▶ _What the task asks_: Scan the entries for "PayloadEncoding". Every line that holds it is to be copied.
[Data provided]
//! Shared plumbing for the `level1`, `level2` and `level3` binaries.
//!
//! Argument parsing, payload decoding, and the mapping from an
//! [`Outcome`] to what the process does on exit.

use std::ffi::{OsStr, OsString};
use std::io::{self, Read};

use anyhow::Context;
use clap::error::ErrorKind;
use clap::Parser;
use ladder_runtime::config::parse_seed;
use ladder_runtime::{
    ChallengeTarget, Outcome, PayloadEncoding, Request, RuntimeConfig, Session, TargetError, Tier,
};
use log::{debug, info};

/// Exit status after an emulated fault (128 + SIGSEGV).
pub const SEGFAULT_EXIT: i32 = 139;

/// `level1 [--seed HEX] [--raw] <input>`
#[derive(Parser, Debug)]
#[command(version, about = "Stack ladder tier 1: unprotected stack buffer overflow")]
pub struct DirectArgs {
    /// Process seed (hex, random if not specified)
    #[arg(long)]
    pub seed: Option<String>,
    /// Take the input literally instead of decoding \xNN escapes
    #[arg(long)]
    pub raw: bool,
    /// Input copied into the vulnerable buffer (`-` reads stdin)
    #[arg(allow_hyphen_values = true)]
    pub input: OsString,
}

/// `levelN [--seed HEX] [--raw] <command> [payload]`
#[derive(Parser, Debug)]
#[command(version, about = "Stack ladder target: leak, then overflow")]
pub struct StagedArgs {
    /// Process seed (hex, random if not specified)
    #[arg(long)]
    pub seed: Option<String>,
    /// Take payloads literally instead of decoding \xNN escapes
    #[arg(long)]
    pub raw: bool,
    /// `leak` or `overflow`
    pub command: String,
    /// Format string or overflow payload (`-` reads stdin, prompted if absent)
    #[arg(allow_hyphen_values = true)]
    pub payload: Option<OsString>,
}

/// Install `env_logger` on stderr. `RUST_LOG` overrides the `warn` default.
pub fn init_logging() {
    env_logger::Builder::from_env(env_logger::Env::default().default_filter_or("warn"))
        .format_timestamp(None)
        .init();
}

/// Parse arguments, or print the tier's usage text and exit 1.
pub fn parse_or_usage<T: Parser>(tier: &Tier) -> T {
    match T::try_parse() {
        Ok(args) => args,
        Err(e) if matches!(e.kind(), ErrorKind::DisplayHelp | ErrorKind::DisplayVersion) => e.exit(),
        Err(e) => {
            debug!("{}", TargetError::MalformedInvocation(e.to_string().trim_end().to_string()));
            let prog = std::env::args_os()
                .next()
                .map(|p| p.to_string_lossy().into_owned())
                .unwrap_or_else(|| tier.program.to_string());
            if tier.usage_after_header {
                print!("{}", tier.header_text());
            }
            print!("{}", tier.usage_text(&prog));
            std::process::exit(1);
        }
    }
}

pub fn encoding(raw: bool) -> PayloadEncoding {
    if raw {
        PayloadEncoding::Raw
    } else {
        PayloadEncoding::Escaped
    }
}

#[cfg(unix)]
fn os_bytes(arg: &OsStr) -> Vec<u8> {
    use std::os::unix::ffi::OsStrExt;
    arg.as_bytes().to_vec()
}

#[cfg(not(unix))]
fn os_bytes(arg: &OsStr) -> Vec<u8> {
    arg.to_string_lossy().into_owned().into_bytes()
}

/// Payload bytes for an argument. `-` reads stdin to the end, undecoded.
pub fn read_payload(arg: &OsStr, encoding: PayloadEncoding) -> anyhow::Result<Vec<u8>> {
    if arg == "-" {
        let mut bytes = Vec::new();
        io::stdin()
            .lock()
            .read_to_end(&mut bytes)
            .context("reading payload from stdin")?;
        return Ok(bytes);
    }
    Ok(encoding.decode(&os_bytes(arg)))
}

/// Environment configuration with the command-line seed applied.
pub fn load_config(seed: Option<&str>) -> anyhow::Result<RuntimeConfig> {
    let mut config = RuntimeConfig::from_env()?;
    config.override_seed(seed.map(parse_seed).transpose()?);
    Ok(config)
}

/// Turn the outcome into the process exit.
///
/// Returns the exit code for outcomes that exit normally. A canary abort
/// raises SIGABRT and a successful shell hand-off never returns.
pub fn conclude(outcome: Outcome, config: &RuntimeConfig) -> anyhow::Result<i32> {
    info!("outcome: {}", outcome.classification());
    match outcome {
        Outcome::Returned => Ok(0),
        Outcome::Exploited(invocation) => {
            if invocation.shell {
                config.shell.hand_off().context("shell hand-off failed")?;
            }
            Ok(0)
        }
        Outcome::Aborted(mismatch) => {
            debug!("{mismatch}");
            eprintln!("*** stack smashing detected ***: terminated");
            std::process::abort()
        }
        Outcome::Crashed(fault) => {
            debug!("{fault}");
            eprintln!("Segmentation fault");
            Ok(SEGFAULT_EXIT)
        }
    }
}

/// Run a tier that takes a single input.
pub fn run_direct(tier: &'static Tier, args: DirectArgs) -> anyhow::Result<i32> {
    let config = load_config(args.seed.as_deref())?;
    let payload = read_payload(&args.input, encoding(args.raw))?;
    let mut target = ChallengeTarget::new(tier, config.resolve_seed(), io::stdout());
    target.launch()?;
    let outcome = target.overflow(&payload)?;
    conclude(outcome, &config)
}

/// Run a tier that takes `<command> [payload]` and then a session.
pub fn run_staged(tier: &'static Tier, args: StagedArgs) -> anyhow::Result<i32> {
    let config = load_config(args.seed.as_deref())?;
    let encoding = encoding(args.raw);
    let payload = args
        .payload
        .as_deref()
        .map(|p| read_payload(p, encoding))
        .transpose()?;
    let target = ChallengeTarget::new(tier, config.resolve_seed(), io::stdout());
    let mut session = Session::new(target, io::stdin().lock(), encoding);
    let outcome = session.run(Request::new(args.command, payload))?;
    conclude(outcome, &config)
}

/// Exit with the result of a run.
pub fn exit_with(result: anyhow::Result<i32>) -> ! {
    match result {
        Ok(code) => std::process::exit(code),
        Err(e) => {
            eprintln!("Error: {:#}", e);
            std::process::exit(1);
        }
    }
}
//! Tier state machine.
//!
//! ```text
//!   Idle ─launch─▶ AwaitingInput ─leak─▶ Leaking ─done─▶ AwaitingInput
//!                       │                   └─crash─▶ Crashed
//!                       ├─overflow─▶ Overflowed ─check─▶ CanaryCheck ─fail─▶ Aborted
//!                       │                 │                   │
//!                       │                 └──────┬────────────┘
//!                       │                        ├─exploit─▶ Exploited
//!                       │                        ├─return──▶ Returned
//!                       │                        └─crash───▶ Crashed
//!                       └─input closed─▶ Returned
//! ```
//!
//! `CanaryCheck` loops on itself while enclosing protected frames unwind.
//! Anything not in the table is an error.

use log::debug;

use crate::error::{Result, TargetError};

#[derive(Debug, Clone, Copy, PartialEq, Eq, Hash)]
pub enum TargetState {
    Idle,
    AwaitingInput,
    Leaking,
    Overflowed,
    CanaryCheck,
    Exploited,
    Aborted,
    Returned,
    Crashed,
}

#[derive(Debug, Clone, Copy, PartialEq, Eq, Hash)]
pub enum Event {
    Launch,
    Leak,
    LeakDone,
    Overflow,
    CheckCanary,
    CanaryFailed,
    Exploit,
    Return,
    Crash,
    InputClosed,
}

impl TargetState {
    /// Apply `event`, returning the next state.
    pub fn on(self, event: Event) -> Result<TargetState> {
        use Event as E;
        use TargetState as S;
        let next = match (self, event) {
            (S::Idle, E::Launch) => S::AwaitingInput,
            (S::AwaitingInput, E::Leak) => S::Leaking,
            (S::Leaking, E::LeakDone) => S::AwaitingInput,
            (S::Leaking, E::Crash) => S::Crashed,
            (S::AwaitingInput, E::Overflow) => S::Overflowed,
            (S::AwaitingInput, E::InputClosed) => S::Returned,
            (S::Overflowed | S::CanaryCheck, E::CheckCanary) => S::CanaryCheck,
            (S::CanaryCheck, E::CanaryFailed) => S::Aborted,
            (S::Overflowed | S::CanaryCheck, E::Exploit) => S::Exploited,
            (S::Overflowed | S::CanaryCheck, E::Return) => S::Returned,
            (S::Overflowed | S::CanaryCheck, E::Crash) => S::Crashed,
            (from, event) => return Err(TargetError::InvalidTransition { from, event }),
        };
        debug!("{self:?} --{event:?}--> {next:?}");
        Ok(next)
    }

    pub fn is_terminal(self) -> bool {
        matches!(
            self,
            TargetState::Exploited | TargetState::Aborted | TargetState::Returned | TargetState::Crashed
        )
    }
}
[/Data provided]
▶ _Reply to the exercise_:
    ChallengeTarget, Outcome, PayloadEncoding, Request, RuntimeConfig, Session, TargetError, Tier,
pub fn encoding(raw: bool) -> PayloadEncoding {
        PayloadEncoding::Raw
        PayloadEncoding::Escaped
pub fn read_payload(arg: &OsStr, encoding: PayloadEncoding) -> anyhow::Result<Vec<u8>> {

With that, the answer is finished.